We used a longitudinal study design with time-varying exposure variables to adjust for patient and physician factors in our longitudinal data.
Limitations included our focus on Americans aged 65 years and older, the possibility of misattribution of patients to physicians and the lack of direct information about physicians’ and patients’ decision-making processes.
A physician’s recommendation is an important determinant of whether a patient undergoes recommended screening and preventive testing such as colorectal cancer screening.1–3 Traditionally, cancer screening is a core component of primary care, and adherence to screening recommendations is a key quality indicator for primary care physicians and practices. Colorectal cancer screening is particularly effective, and expanded screening is credited as contributing to at least some of the declining incidence and mortality from this condition.4 5 The United States Preventative Services Task Force recommends screening for colorectal cancer for adults beginning at age 50 for average-risk individuals.6 Although there are several accepted methods for colorectal cancer screening, including annual faecal occult blood screening and flexible sigmoidoscopy every 5 years, most primary care physicians and gastroenterologists favour colonoscopy as the preferred method of screening.7 Colonoscopy, however, has potential risks, which have been increasingly highlighted by guideline panels. These risks include complications from the procedure,8 as well as the possibility of false positive tests and overdiagnosis and overtreatment.
Evidence suggests that psychological biases can distort treatment decision-making relative to a traditional utility maximisation reference.9 The availability heuristic is one such bias wherein events that are recent, vivid or easy to imagine are readily ‘available’ to memory and are therefore judged to be more likely to occur than would be expected based on epidemiological data.10 Yet, few data are available that quantify the impact of such biases on physician decision-making and the care that is delivered to patients. Two prior studies have provided some evidence for the effect of availability bias on diagnostic judgements, but these studies were small and limited to resident physicians.11 12 Expanding the evidence base regarding the rational and non-rational forces driving physician behaviour will help to identify specific types of clinical decisions that might be influenced by such biases, which could allow physicians and organisations to design interventions to overcome biases when they are likely to occur. In addition, such data could help to identify opportunities for improving physicians’ understanding of clinical evidence and how that evidence is shared with patients making decisions about care.

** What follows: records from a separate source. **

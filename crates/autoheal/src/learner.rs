//! Pattern synthesis from clusters of historical failures.
//!
//! Learned rules are conservative: a condition is only added when the whole
//! cluster agrees on a field, and every rule starts disabled at the prior
//! confidence until an operator reviews it.

use std::collections::{BTreeMap, HashSet};
use std::sync::Arc;

use tracing::{debug, info};

use crate::config::LearnerConfig;
use crate::error::Result;
use crate::store::Store;
use crate::types::{
    ActionName, ConditionOperator, ErrorCategory, FailureSignature, MatchCondition, PatternRule,
    ResolutionAction, Severity,
};

/// Builds disabled pattern rules from failure clusters.
pub struct PatternLearner {
    store: Arc<dyn Store>,
    config: LearnerConfig,
}

impl PatternLearner {
    #[must_use]
    pub fn new(store: Arc<dyn Store>, config: LearnerConfig) -> Self {
        Self { store, config }
    }

    /// Derive a rule from one cluster.
    ///
    /// Returns `None` for clusters smaller than the minimum size or spanning
    /// more than one category.
    #[must_use]
    pub fn learn(&self, cluster: &[FailureSignature]) -> Option<PatternRule> {
        if cluster.len() < self.config.min_cluster_size {
            debug!(size = cluster.len(), "Cluster too small to learn from");
            return None;
        }
        let category = cluster.first()?.category;
        if cluster.iter().any(|s| s.category != category) {
            debug!("Cluster spans several categories, not learning");
            return None;
        }

        let mut seen = HashSet::new();
        let fingerprints: Vec<String> = cluster
            .iter()
            .filter(|s| seen.insert(s.fingerprint.as_str()))
            .map(|s| s.fingerprint.clone())
            .collect();

        let mut conditions = Vec::new();
        if let Some(name) = unanimous(cluster, |s| Some(s.error.name.as_str())) {
            conditions.push(MatchCondition::new("error.name", ConditionOperator::Equals, name));
        }
        if let Some(route) = unanimous(cluster, |s| Some(s.context.route.as_str())) {
            conditions.push(MatchCondition::new(
                "context.route",
                ConditionOperator::Equals,
                route,
            ));
        }
        if let Some(code) = unanimous(cluster, |s| s.error.code.as_deref()) {
            conditions.push(MatchCondition::new("error.code", ConditionOperator::Equals, code));
        }

        let label = unanimous(cluster, |s| Some(s.error.name.as_str())).unwrap_or("mixed");
        let mut action = ResolutionAction::new(
            ActionName::default_for(category),
            self.config.action_timeout_ms,
        );
        if category == ErrorCategory::Payment {
            action = action.requiring_approval();
        }

        let rule = PatternRule::new(format!("Learned: {category} / {label}"), category, action)
            .with_description(format!(
                "Learned from {} failures across {} fingerprints",
                cluster.len(),
                fingerprints.len()
            ))
            .with_fingerprints(fingerprints)
            .with_conditions(conditions)
            .with_min_severity(Severity::Medium)
            .disabled();
        Some(rule)
    }

    /// Learn rules for one category from stored failures.
    ///
    /// Fingerprints already anchored by an existing rule in the category are
    /// skipped. The rest are grouped by error name and every large enough
    /// group becomes a new, disabled rule.
    pub async fn learn_from_store(&self, category: ErrorCategory) -> Result<Vec<PatternRule>> {
        let failures = self.store.list_failures(Some(category)).await?;
        let anchored: HashSet<String> = self
            .store
            .list_patterns()
            .await?
            .into_iter()
            .filter(|p| p.category == category)
            .flat_map(|p| p.fingerprints)
            .collect();

        let mut groups: BTreeMap<String, Vec<FailureSignature>> = BTreeMap::new();
        for failure in failures {
            if anchored.contains(&failure.fingerprint) {
                continue;
            }
            groups
                .entry(failure.error.name.clone())
                .or_default()
                .push(failure);
        }

        let mut learned = Vec::new();
        for (name, cluster) in groups {
            let Some(rule) = self.learn(&cluster) else {
                continue;
            };
            self.store.insert_pattern(&rule).await?;
            info!(
                rule_id = %rule.id,
                category = %category,
                error_name = %name,
                cluster = cluster.len(),
                "Learned new pattern (disabled pending review)"
            );
            learned.push(rule);
        }
        Ok(learned)
    }

    /// Run [`Self::learn_from_store`] for every category.
    pub async fn learn_all(&self) -> Result<Vec<PatternRule>> {
        let mut learned = Vec::new();
        for category in ErrorCategory::ALL {
            learned.extend(self.learn_from_store(category).await?);
        }
        Ok(learned)
    }
}

/// The single value every signature agrees on, if any.
fn unanimous<'a>(
    cluster: &'a [FailureSignature],
    field: impl Fn(&'a FailureSignature) -> Option<&'a str>,
) -> Option<&'a str> {
    let mut values = cluster.iter().map(field);
    let first = values.next()??;
    values.all(|v| v == Some(first)).then_some(first)
}

#[cfg(test)]
mod tests {
    use super::*;
    use crate::actions::tests::sample_signature;
    use crate::store::MemoryStore;
    use crate::types::PRIOR_CONFIDENCE;

    fn learner(store: Arc<MemoryStore>) -> PatternLearner {
        PatternLearner::new(store, LearnerConfig::default())
    }

    fn failure(fingerprint: &str, name: &str, route: &str) -> FailureSignature {
        let mut s = sample_signature();
        s.id = uuid::Uuid::new_v4();
        s.fingerprint = fingerprint.to_string();
        s.error.name = name.to_string();
        s.context.route = route.to_string();
        s
    }

    #[test]
    fn test_two_signatures_learn_nothing() {
        let l = learner(Arc::new(MemoryStore::new()));
        let cluster = vec![failure("a", "E", "/x"), failure("b", "E", "/x")];
        assert!(l.learn(&cluster).is_none());
    }

    #[test]
    fn test_three_signatures_learn_disabled_rule() {
        let l = learner(Arc::new(MemoryStore::new()));
        let cluster = vec![
            failure("a", "SocketError", "/api/sync"),
            failure("b", "SocketError", "/api/sync"),
            failure("a", "SocketError", "/api/sync"),
        ];
        let rule = l.learn(&cluster).unwrap();

        assert!(!rule.enabled);
        assert!((rule.confidence - PRIOR_CONFIDENCE).abs() < f64::EPSILON);
        assert_eq!((rule.success_count, rule.failure_count), (0, 0));
        assert_eq!(rule.min_severity, Severity::Medium);
        assert_eq!(rule.fingerprints, vec!["a".to_string(), "b".to_string()]);
        assert_eq!(rule.action.action, ActionName::RetryOperation);

        let fields: Vec<&str> = rule.conditions.iter().map(|c| c.field.as_str()).collect();
        assert_eq!(fields, vec!["error.name", "context.route"]);
    }

    #[test]
    fn test_mixed_fields_yield_no_condition() {
        let l = learner(Arc::new(MemoryStore::new()));
        let cluster = vec![
            failure("a", "SocketError", "/api/a"),
            failure("b", "TimeoutError", "/api/b"),
            failure("c", "SocketError", "/api/c"),
        ];
        let rule = l.learn(&cluster).unwrap();
        assert!(rule
            .conditions
            .iter()
            .all(|c| c.field != "error.name" && c.field != "context.route"));
        assert!(rule.name.ends_with("mixed"));
    }

    #[test]
    fn test_payment_rules_require_approval() {
        let l = learner(Arc::new(MemoryStore::new()));
        let cluster: Vec<_> = (0..3)
            .map(|i| {
                let mut s = failure(&format!("f{i}"), "StripeError", "/api/checkout");
                s.category = ErrorCategory::Payment;
                s
            })
            .collect();
        let rule = l.learn(&cluster).unwrap();
        assert!(rule.action.requires_approval);
        assert_eq!(rule.action.action, ActionName::ReconcileSubscription);
    }

    #[tokio::test]
    async fn test_learn_from_store_skips_anchored_fingerprints() {
        let existing = PatternRule::new(
            "known",
            ErrorCategory::Network,
            ResolutionAction::new(ActionName::RetryOperation, 1_000),
        )
        .with_fingerprints(vec!["known".to_string()]);
        let store = Arc::new(MemoryStore::with_patterns(vec![existing]));
        for fp in ["known", "known", "known", "n1", "n2", "n1"] {
            store
                .insert_failure(&failure(fp, "SocketError", "/api/sync"))
                .await
                .unwrap();
        }

        let learned = learner(store.clone())
            .learn_from_store(ErrorCategory::Network)
            .await
            .unwrap();
        assert_eq!(learned.len(), 1);
        assert_eq!(learned[0].fingerprints, vec!["n1".to_string(), "n2".to_string()]);
        assert_eq!(store.list_patterns().await.unwrap().len(), 2);

        // second pass finds everything anchored
        let again = learner(store).learn_all().await.unwrap();
        assert!(again.is_empty());
    }
}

We used administrative data from the US Medicare programme for beneficiaries and their physicians from 2005 through 2010 to assess for empirical evidence of cognitive bias in colorectal cancer screening. Specifically, we examined if the occurrence of a serious complication of screening colonoscopy among a primary care physician’s patients influenced colonoscopy rates among the physician’s other patients in subsequent months. We hypothesised that screening rates for physicians’ patients would decrease in the period following experience with a patient having a serious adverse event. We next assessed if any effects of serious adverse events of screening on future screening differed for patients in a physician’s panel who were older (vs younger) since the relative ratio of benefit to harm of colonoscopy screening is lower for patients older than 75 years and current guidelines recommend against routine screening for this group.6 We hypothesised that effects would be greater for a physician’s older patients. We also assessed if the effects differed by physicians’ experience in practice, hypothesising that younger (less experienced) physicians may be more impacted than others by a serious adverse event. Finally, we assessed if the serious adverse event changed screening behaviours for other primary care physicians within that primary care physician’s practice as might be expected if physicians shared experiences of adverse events with their colleagues. We hypothesised that if overall effects were large, there may be similar but smaller effects among peers.
Data and subjects
We used 100% Medicare data from the inpatient, outpatient and carrier files for this analysis. Medicare is the national health insurance programme for Americans aged 65 years and older. We studied care for patients living in 50 hospital referral regions in the USA during 2005–2010; the regions were randomly sampled with probability proportional to their size; we also included the Boston hospital referral region. We identified all patients aged ≥65 years who were continuously enrolled in parts A and B of fee-for-service Medicare for at least 1 year (or until death if <1 year) during the study period.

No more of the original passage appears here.